-- TRY IT --
Word for word, copy the records that follow.

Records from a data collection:
----
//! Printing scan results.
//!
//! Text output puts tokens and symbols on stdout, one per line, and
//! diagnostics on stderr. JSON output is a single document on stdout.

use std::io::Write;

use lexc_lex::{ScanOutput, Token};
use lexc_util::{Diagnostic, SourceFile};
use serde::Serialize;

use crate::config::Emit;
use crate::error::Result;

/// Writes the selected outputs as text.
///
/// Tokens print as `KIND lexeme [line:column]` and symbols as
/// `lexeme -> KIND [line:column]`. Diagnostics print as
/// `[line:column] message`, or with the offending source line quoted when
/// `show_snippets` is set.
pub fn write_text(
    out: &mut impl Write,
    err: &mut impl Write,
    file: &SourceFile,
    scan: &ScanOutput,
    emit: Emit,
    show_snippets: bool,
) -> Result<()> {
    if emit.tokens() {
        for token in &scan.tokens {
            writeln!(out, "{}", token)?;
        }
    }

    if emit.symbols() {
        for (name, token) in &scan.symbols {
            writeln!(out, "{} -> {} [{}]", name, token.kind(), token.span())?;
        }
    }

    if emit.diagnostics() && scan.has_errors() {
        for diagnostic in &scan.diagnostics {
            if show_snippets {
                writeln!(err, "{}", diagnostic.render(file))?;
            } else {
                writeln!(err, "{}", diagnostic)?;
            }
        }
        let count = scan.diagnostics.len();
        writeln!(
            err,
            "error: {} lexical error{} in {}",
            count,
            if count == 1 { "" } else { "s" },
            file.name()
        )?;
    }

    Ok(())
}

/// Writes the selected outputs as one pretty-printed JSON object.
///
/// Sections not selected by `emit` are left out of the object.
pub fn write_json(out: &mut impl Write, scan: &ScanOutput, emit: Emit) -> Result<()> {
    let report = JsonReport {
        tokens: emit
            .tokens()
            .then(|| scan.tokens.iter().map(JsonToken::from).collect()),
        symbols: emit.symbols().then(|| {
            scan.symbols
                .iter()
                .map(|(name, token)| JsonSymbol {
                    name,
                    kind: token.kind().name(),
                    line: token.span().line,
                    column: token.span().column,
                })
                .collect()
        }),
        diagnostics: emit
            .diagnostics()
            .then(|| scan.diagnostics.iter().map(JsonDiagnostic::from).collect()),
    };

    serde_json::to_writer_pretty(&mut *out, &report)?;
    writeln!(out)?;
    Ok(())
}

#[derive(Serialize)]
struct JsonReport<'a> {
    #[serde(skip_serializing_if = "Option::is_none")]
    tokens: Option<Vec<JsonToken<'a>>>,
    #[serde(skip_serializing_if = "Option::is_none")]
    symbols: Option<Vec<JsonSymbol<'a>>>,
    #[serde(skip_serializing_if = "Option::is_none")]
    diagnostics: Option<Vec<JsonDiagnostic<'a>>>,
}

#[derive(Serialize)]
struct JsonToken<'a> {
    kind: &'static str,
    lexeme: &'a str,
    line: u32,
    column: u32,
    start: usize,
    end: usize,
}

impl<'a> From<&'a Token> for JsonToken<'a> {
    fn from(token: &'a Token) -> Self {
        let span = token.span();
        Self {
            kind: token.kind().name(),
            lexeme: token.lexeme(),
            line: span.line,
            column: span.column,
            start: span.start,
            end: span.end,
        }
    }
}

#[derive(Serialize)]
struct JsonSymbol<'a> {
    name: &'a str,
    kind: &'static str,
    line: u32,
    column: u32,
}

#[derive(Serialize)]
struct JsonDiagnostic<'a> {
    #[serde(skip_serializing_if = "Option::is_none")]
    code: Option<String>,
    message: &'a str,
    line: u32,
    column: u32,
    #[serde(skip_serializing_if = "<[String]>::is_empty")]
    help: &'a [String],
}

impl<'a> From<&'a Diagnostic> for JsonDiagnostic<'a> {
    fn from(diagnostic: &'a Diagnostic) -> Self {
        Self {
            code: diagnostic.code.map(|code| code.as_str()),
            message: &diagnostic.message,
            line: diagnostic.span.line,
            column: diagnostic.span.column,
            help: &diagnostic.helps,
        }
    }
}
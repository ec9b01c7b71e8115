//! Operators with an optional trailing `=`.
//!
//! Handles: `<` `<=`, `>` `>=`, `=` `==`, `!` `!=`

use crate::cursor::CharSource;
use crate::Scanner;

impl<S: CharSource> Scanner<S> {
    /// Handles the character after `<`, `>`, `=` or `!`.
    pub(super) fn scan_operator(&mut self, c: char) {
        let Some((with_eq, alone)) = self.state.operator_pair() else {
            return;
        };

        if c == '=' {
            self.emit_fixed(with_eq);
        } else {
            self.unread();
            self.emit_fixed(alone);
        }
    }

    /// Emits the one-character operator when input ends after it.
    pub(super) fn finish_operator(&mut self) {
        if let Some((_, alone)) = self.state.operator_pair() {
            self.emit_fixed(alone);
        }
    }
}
----
-- WRITTEN SOLUTION --
//! Printing scan results.
//!
//! Text output puts tokens and symbols on stdout, one per line, and
//! diagnostics on stderr. JSON output is a single document on stdout.

use std::io::Write;

use lexc_lex::{ScanOutput, Token};
use lexc_util::{Diagnostic, SourceFile};
use serde::Serialize;

use crate::config::Emit;
use crate::error::Result;

/// Writes the selected outputs as text.
///
/// Tokens print as `KIND lexeme [line:column]` and symbols as
/// `lexeme -> KIND [line:column]`. Diagnostics print as
/// `[line:column] message`, or with the offending source line quoted when
/// `show_snippets` is set.
pub fn write_text(
    out: &mut impl Write,
    err: &mut impl Write,
    file: &SourceFile,
    scan: &ScanOutput,
    emit: Emit,
    show_snippets: bool,
) -> Result<()> {
    if emit.tokens() {
        for token in &scan.tokens {
            writeln!(out, "{}", token)?;
        }
    }

    if emit.symbols() {
        for (name, token) in &scan.symbols {
            writeln!(out, "{} -> {} [{}]", name, token.kind(), token.span())?;
        }
    }

    if emit.diagnostics() && scan.has_errors() {
        for diagnostic in &scan.diagnostics {
            if show_snippets {
                writeln!(err, "{}", diagnostic.render(file))?;
            } else {
                writeln!(err, "{}", diagnostic)?;
            }
        }
        let count = scan.diagnostics.len();
        writeln!(
            err,
            "error: {} lexical error{} in {}",
            count,
            if count == 1 { "" } else { "s" },
            file.name()
        )?;
    }

    Ok(())
}

/// Writes the selected outputs as one pretty-printed JSON object.
///
/// Sections not selected by `emit` are left out of the object.
pub fn write_json(out: &mut impl Write, scan: &ScanOutput, emit: Emit) -> Result<()> {
    let report = JsonReport {
        tokens: emit
            .tokens()
            .then(|| scan.tokens.iter().map(JsonToken::from).collect()),
        symbols: emit.symbols().then(|| {
            scan.symbols
                .iter()
                .map(|(name, token)| JsonSymbol {
                    name,
                    kind: token.kind().name(),
                    line: token.span().line,
                    column: token.span().column,
                })
                .collect()
        }),
        diagnostics: emit
            .diagnostics()
            .then(|| scan.diagnostics.iter().map(JsonDiagnostic::from).collect()),
    };

    serde_json::to_writer_pretty(&mut *out, &report)?;
    writeln!(out)?;
    Ok(())
}

#[derive(Serialize)]
struct JsonReport<'a> {
    #[serde(skip_serializing_if = "Option::is_none")]
    tokens: Option<Vec<JsonToken<'a>>>,
    #[serde(skip_serializing_if = "Option::is_none")]
    symbols: Option<Vec<JsonSymbol<'a>>>,
    #[serde(skip_serializing_if = "Option::is_none")]
    diagnostics: Option<Vec<JsonDiagnostic<'a>>>,
}

#[derive(Serialize)]
struct JsonToken<'a> {
    kind: &'static str,
    lexeme: &'a str,
    line: u32,
    column: u32,
    start: usize,
    end: usize,
}

impl<'a> From<&'a Token> for JsonToken<'a> {
    fn from(token: &'a Token) -> Self {
        let span = token.span();
        Self {
            kind: token.kind().name(),
            lexeme: token.lexeme(),
            line: span.line,
            column: span.column,
            start: span.start,
            end: span.end,
        }
    }
}

#[derive(Serialize)]
struct JsonSymbol<'a> {
    name: &'a str,
    kind: &'static str,
    line: u32,
    column: u32,
}

#[derive(Serialize)]
struct JsonDiagnostic<'a> {
    #[serde(skip_serializing_if = "Option::is_none")]
    code: Option<String>,
    message: &'a str,
    line: u32,
    column: u32,
    #[serde(skip_serializing_if = "<[String]>::is_empty")]
    help: &'a [String],
}

impl<'a> From<&'a Diagnostic> for JsonDiagnostic<'a> {
    fn from(diagnostic: &'a Diagnostic) -> Self {
        Self {
            code: diagnostic.code.map(|code| code.as_str()),
            message: &diagnostic.message,
            line: diagnostic.span.line,
            column: diagnostic.span.column,
            help: &diagnostic.helps,
        }
    }
}
repository ec9b01c7b71e8115
//! Operators with an optional trailing `=`.
//!
//! Handles: `<` `<=`, `>` `>=`, `=` `==`, `!` `!=`

use crate::cursor::CharSource;
use crate::Scanner;

impl<S: CharSource> Scanner<S> {
    /// Handles the character after `<`, `>`, `=` or `!`.
    pub(super) fn scan_operator(&mut self, c: char) {
        let Some((with_eq, alone)) = self.state.operator_pair() else {
            return;
        };

        if c == '=' {
            self.emit_fixed(with_eq);
        } else {
            self.unread();
            self.emit_fixed(alone);
        }
    }

    /// Emits the one-character operator when input ends after it.
    pub(super) fn finish_operator(&mut self) {
        if let Some((_, alone)) = self.state.operator_pair() {
            self.emit_fixed(alone);
        }
    }
}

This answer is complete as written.